» To do
Go through the records below and return each line that has "identifier" in it.

[Stored items from a collection]
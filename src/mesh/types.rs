//! Type definitions for the half-edge mesh data structure.

use crate::utils::{LineSide, Point2D};

/// Type-safe vertex identifier
#[derive(Debug, Clone, Copy, PartialEq, Eq, Hash, PartialOrd, Ord)]
pub struct VertexId(pub u32);

/// Type-safe half-edge identifier
#[derive(Debug, Clone, Copy, PartialEq, Eq, Hash, PartialOrd, Ord)]
pub struct HEdgeId(pub u32);

/// Type-safe face identifier
#[derive(Debug, Clone, Copy, PartialEq, Eq, Hash, PartialOrd, Ord)]
pub struct FaceId(pub u32);

impl VertexId {
    pub fn index(self) -> usize {
        self.0 as usize
    }
}

impl HEdgeId {
    pub fn index(self) -> usize {
        self.0 as usize
    }
}

impl FaceId {
    pub fn index(self) -> usize {
        self.0 as usize
    }
}

/// Rotational direction around a face loop. Leaf faces are wound
/// clockwise, so `Clockwise` follows `next` and `Anticlockwise` follows `prev`.
#[derive(Debug, Clone, Copy, PartialEq, Eq)]
pub enum ClockDirection {
    Clockwise,
    Anticlockwise,
}

impl ClockDirection {
    pub fn reverse(self) -> Self {
        match self {
            ClockDirection::Clockwise => ClockDirection::Anticlockwise,
            ClockDirection::Anticlockwise => ClockDirection::Clockwise,
        }
    }
}

/// Reference to one side of a map line. `LineSide::Right` is the front.
#[derive(Debug, Clone, Copy, PartialEq, Eq, Hash)]
pub struct LineSideRef {
    pub line: usize,
    pub side: LineSide,
}

impl LineSideRef {
    pub fn front(line: usize) -> Self {
        LineSideRef { line, side: LineSide::Right }
    }

    pub fn back(line: usize) -> Self {
        LineSideRef { line, side: LineSide::Left }
    }

    pub fn is_front(&self) -> bool {
        self.side == LineSide::Right
    }
}

/// A vertex in the half-edge mesh
#[derive(Debug, Clone)]
pub struct Vertex {
    pub position: Point2D,
    /// Outgoing half-edges ordered by angle, counter-clockwise from +X.
    /// Treated as a circular list; rebuilt by `Mesh::rebuild_vertex_owners`.
    pub owners: Vec<HEdgeId>,
}

/// A half-edge in the mesh
///
/// Every half-edge has exactly one twin running the opposite way. Half-edges
/// bordering a face form a closed loop through `next`/`prev`; face-less
/// half-edges (the outside of the map, or bare edges) have neither.
#[derive(Debug, Clone)]
pub struct HEdge {
    /// The vertex this half-edge originates from
    pub origin: VertexId,
    pub twin: HEdgeId,
    pub next: Option<HEdgeId>,
    pub prev: Option<HEdgeId>,
    pub face: Option<FaceId>,
    /// Map line side this half-edge was cut from; `None` for partition edges.
    pub line_side: Option<LineSideRef>,
}

/// A face (polygon) in the mesh
#[derive(Debug, Clone)]
pub struct Face {
    pub id: FaceId,
    /// One half-edge on the boundary of this face
    pub hedge: HEdgeId,
    /// Index of the BSP leaf this face is the polygon of.
    pub leaf: Option<usize>,
}

/// Errors that can occur during half-edge mesh operations
#[derive(Debug, Clone, PartialEq, thiserror::Error)]
pub enum MeshError {
    #[error("Vertex {0:?} does not exist")]
    InvalidVertex(VertexId),
    #[error("Half-edge {0:?} does not exist")]
    InvalidHEdge(HEdgeId),
    #[error("Face {0:?} does not exist")]
    InvalidFace(FaceId),
    #[error("Face needs at least 3 distinct vertices, got {vertices}")]
    DegenerateFace { vertices: usize },
    #[error("Non-manifold edge {from:?} -> {to:?}: already bounds a face")]
    NonManifoldEdge { from: VertexId, to: VertexId },
    #[error("Half-edge {0:?} has an inconsistent twin")]
    TwinMismatch(HEdgeId),
    #[error("Half-edge {0:?} has inconsistent next/prev links")]
    BrokenLoop(HEdgeId),
    #[error("Face {0:?} boundary loop is not closed")]
    OpenFaceLoop(FaceId),
}

/// Polygon shape errors raised when a face is assigned to a BSP leaf.
#[derive(Debug, Clone, PartialEq, thiserror::Error)]
pub enum GeometryError {
    #[error("Face {0:?} does not exist in this mesh")]
    UnknownFace(FaceId),
    #[error("Face {face:?} has {edges} edges; a polygon needs at least 3")]
    TooFewEdges { face: FaceId, edges: usize },
    #[error("Face {0:?} is not convex")]
    NotConvex(FaceId),
    #[error("Face {0:?} is self-intersecting")]
    SelfIntersecting(FaceId),
}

» Written answer
/// Type-safe vertex identifier
/// Type-safe half-edge identifier
/// Type-safe face identifier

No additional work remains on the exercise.